What needs to be done - Repeat exactly what appears from the opening line of the listing to the line with "let comments = state", inclusive.

Data to process -
########################################
async fn vote_cast(
    State(state): State<ServiceState>,
    Path(suggestion_id): Path<String>,
    payload: Result<Json<CastVoteRequest>, JsonRejection>,
) -> Reply<Tally> {
    let suggestion_id: SuggestionId = state.parse_id(&suggestion_id)?;
    let Json(request) =
        payload.map_err(|rejection| state.invalid_json_with_telemetry(&rejection))?;
    let tally = state
        .run_write("cast_vote", move |api| {
            api.cast_vote(suggestion_id, &request.voter, &request.choice)
        })
        .await?;
    Ok(Json(envelope(tally)))
}

async fn vote_tally(
    State(state): State<ServiceState>,
    Path(suggestion_id): Path<String>,
) -> Reply<Tally> {
    let suggestion_id: SuggestionId = state.parse_id(&suggestion_id)?;
    let tally = state
        .run_blocking(StatusCode::INTERNAL_SERVER_ERROR, "query_failed", "tally", move |api| {
            api.tally(suggestion_id)
        })
        .await?;
    Ok(Json(envelope(tally)))
}

async fn comments_list(
    State(state): State<ServiceState>,
    Path(suggestion_id): Path<String>,
) -> Reply<Vec<Comment>> {
    let suggestion_id: SuggestionId = state.parse_id(&suggestion_id)?;
    let comments = state
        .run_blocking(
            StatusCode::INTERNAL_SERVER_ERROR,
            "query_failed",
            "list_comments",
            move |api| api.list_comments(suggestion_id),
        )
        .await?;
    Ok(Json(envelope(comments)))
}

async fn comment_post(
    State(state): State<ServiceState>,
    Path(suggestion_id): Path<String>,
    payload: Result<Json<PostCommentRequest>, JsonRejection>,
) -> Reply<Comment> {
    let suggestion_id: SuggestionId = state.parse_id(&suggestion_id)?;
    let Json(request) =
        payload.map_err(|rejection| state.invalid_json_with_telemetry(&rejection))?;
    let comment = state
        .run_write(
            "post_comment",
            move |api| api.post_comment(suggestion_id, &request.author, &request.text),
        )
        .await?;
    Ok(Json(envelope(comment)))
}

async fn suggestion_close(
    State(state): State<ServiceState>,
    Path(suggestion_id): Path<String>,
    payload: Result<Json<CloseRequest>, JsonRejection>,
) -> Reply<ResolutionReport> {
    let suggestion_id: SuggestionId = state.parse_id(&suggestion_id)?;
    let Json(request) =
        payload.map_err(|rejection| state.invalid_json_with_telemetry(&rejection))?;
    let report = state
        .run_write(
            "close_suggestion",
            move |api| api.close_suggestion(suggestion_id, &request.actor, request.decision),
        )
        .await?;
    Ok(Json(envelope(report)))
}

async fn suggestion_withdraw(
    State(state): State<ServiceState>,
    Path(suggestion_id): Path<String>,
    payload: Result<Json<ActorRequest>, JsonRejection>,
) -> Reply<ResolutionReport> {
    let suggestion_id: SuggestionId = state.parse_id(&suggestion_id)?;
    let Json(request) =
        payload.map_err(|rejection| state.invalid_json_with_telemetry(&rejection))?;
    let report = state
        .run_write("withdraw", move |api| {
            api.withdraw(suggestion_id, &request.actor)
        })
        .await?;
    Ok(Json(envelope(report)))
}

async fn history_list(
    State(state): State<ServiceState>,
    query: Result<Query<HistoryListQuery>, QueryRejection>,
) -> Reply<Vec<HistoryRecord>> {
    let Query(query) = query.map_err(|rejection| state.invalid_query_with_telemetry(&rejection))?;
    let parse_bound = |raw: Option<&str>| {
        raw.map(parse_rfc3339_utc).transpose().map_err(|err| state.reject(&err))
    };
    let history_query = HistoryQuery {
        parameter_id: query.parameter_id,
        from: parse_bound(query.from.as_deref())?,
        to: parse_bound(query.to.as_deref())?,
        limit: query.limit,
    };

    let records = state
        .run_blocking(
            StatusCode::INTERNAL_SERVER_ERROR,
            "query_failed",
            "list_history",
            move |api| api.list_history(&history_query),
        )
        .await?;
    Ok(Json(envelope(records)))
}

async fn history_show(
    State(state): State<ServiceState>,
    Path(record_id): Path<String>,
) -> Reply<HistoryRecord> {
    let record_id: RecordId = state.parse_id(&record_id)?;
    let record = state
        .run_blocking(
            StatusCode::INTERNAL_SERVER_ERROR,
            "query_failed",
            "get_history_record",
            move |api| api.get_history_record(record_id),
        )
        .await?;
    Ok(Json(envelope(record)))
}

async fn policies_list(State(state): State<ServiceState>) -> Reply<Vec<Policy>> {
    let policies = state
        .run_blocking(StatusCode::INTERNAL_SERVER_ERROR, "query_failed", "list_policies", |api| {
            api.list_policies()
        })
        .await?;
    Ok(Json(envelope(policies)))
}

async fn policy_changes(
    State(state): State<ServiceState>,
    query: Result<Query<PolicyChangesQuery>, QueryRejection>,
) -> Reply<Vec<PolicyChangeRecord>> {
    let Query(query) = query.map_err(|rejection| state.invalid_query_with_telemetry(&rejection))?;
    let policy_id = match query.policy_id.as_deref() {
        Some(raw) => Some(state.parse_id::<PolicyId>(raw)?),
        None => None,
    };
    let changes = state
        .run_blocking(
            StatusCode::INTERNAL_SERVER_ERROR,
            "query_failed",
            "list_policy_changes",
            move |api| api.list_policy_changes(policy_id),
        )
        .await?;
    Ok(Json(envelope(changes)))
}

async fn admin_register_parameter(
    State(state): State<ServiceState>,
    payload: Result<Json<RegisterParameterRequest>, JsonRejection>,
) -> Reply<ParameterChange> {
    let Json(request) =
        payload.map_err(|rejection| state.invalid_json_with_telemetry(&rejection))?;
    let change = state
        .run_write(
            "register_parameter",
            move |api| api.register_parameter(&request.definition, &request.actor),
        )
        .await?;
    Ok(Json(envelope(change)))
}

async fn admin_set_parameter(
    State(state): State<ServiceState>,
    Path(parameter_id): Path<String>,
    payload: Result<Json<SetParameterRequest>, JsonRejection>,
) -> Reply<ParameterChange> {
    let Json(request) =
        payload.map_err(|rejection| state.invalid_json_with_telemetry(&rejection))?;
    let change = state
        .run_write(
            "set_parameter",
            move |api| api.set_parameter(&parameter_id, &request.value, &request.actor),
        )
        .await?;
    Ok(Json(envelope(change)))
}

async fn admin_rollback(
    State(state): State<ServiceState>,
    payload: Result<Json<RollbackRequest>, JsonRejection>,
) -> Reply<ParameterChange> {
    let Json(request) =
        payload.map_err(|rejection| state.invalid_json_with_telemetry(&rejection))?;
    let change = state
        .run_write("rollback", move |api| {
            api.rollback(request.record_id, &request.actor)
        })
        .await?;
    Ok(Json(envelope(change)))
}

async fn admin_create_policy(
    State(state): State<ServiceState>,
    payload: Result<Json<PolicyRequest>, JsonRejection>,
) -> Reply<Policy> {
    let Json(request) =
        payload.map_err(|rejection| state.invalid_json_with_telemetry(&rejection))?;
    let policy = state
        .run_write(
            "create_policy",
            move |api| api.create_policy(&request.policy, &request.actor),
        )
        .await?;
    Ok(Json(envelope(policy)))
}

async fn admin_update_policy(
    State(state): State<ServiceState>,
    Path(policy_id): Path<String>,
    payload: Result<Json<PolicyRequest>, JsonRejection>,
) -> Reply<Policy> {
    let policy_id: PolicyId = state.parse_id(&policy_id)?;
    let Json(request) =
        payload.map_err(|rejection| state.invalid_json_with_telemetry(&rejection))?;
    let policy = state
        .run_write(
            "update_policy",
            move |api| api.update_policy(policy_id, &request.policy, &request.actor),
        )
        .await?;
    Ok(Json(envelope(policy)))
}

async fn admin_delete_policy(
    State(state): State<ServiceState>,
    Path(policy_id): Path<String>,
    payload: Result<Json<ActorRequest>, JsonRejection>,
) -> Reply<PolicyChangeRecord> {
    let policy_id: PolicyId = state.parse_id(&policy_id)?;
    let Json(request) =
        payload.map_err(|rejection| state.invalid_json_with_telemetry(&rejection))?;
    let change = state
        .run_write(
            "delete_policy",
            move |api| api.delete_policy(policy_id, &request.actor),
        )
        .await?;
    Ok(Json(envelope(change)))
}

async fn admin_sweep(State(state): State<ServiceState>) -> Reply<SweepReport> {
    let report = state
        .run_write("sweep_expired", |api| {
            api.sweep_expired()
        })
        .await?;
    Ok(Json(envelope(report)))
}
########################################
Solution for this problem -
async fn vote_cast(
    State(state): State<ServiceState>,
    Path(suggestion_id): Path<String>,
    payload: Result<Json<CastVoteRequest>, JsonRejection>,
) -> Reply<Tally> {
    let suggestion_id: SuggestionId = state.parse_id(&suggestion_id)?;
    let Json(request) =
        payload.map_err(|rejection| state.invalid_json_with_telemetry(&rejection))?;
    let tally = state
        .run_write("cast_vote", move |api| {
            api.cast_vote(suggestion_id, &request.voter, &request.choice)
        })
        .await?;
    Ok(Json(envelope(tally)))
}

async fn vote_tally(
    State(state): State<ServiceState>,
    Path(suggestion_id): Path<String>,
) -> Reply<Tally> {
    let suggestion_id: SuggestionId = state.parse_id(&suggestion_id)?;
    let tally = state
        .run_blocking(StatusCode::INTERNAL_SERVER_ERROR, "query_failed", "tally", move |api| {
            api.tally(suggestion_id)
        })
        .await?;
    Ok(Json(envelope(tally)))
}

async fn comments_list(
    State(state): State<ServiceState>,
    Path(suggestion_id): Path<String>,
) -> Reply<Vec<Comment>> {
    let suggestion_id: SuggestionId = state.parse_id(&suggestion_id)?;
    let comments = state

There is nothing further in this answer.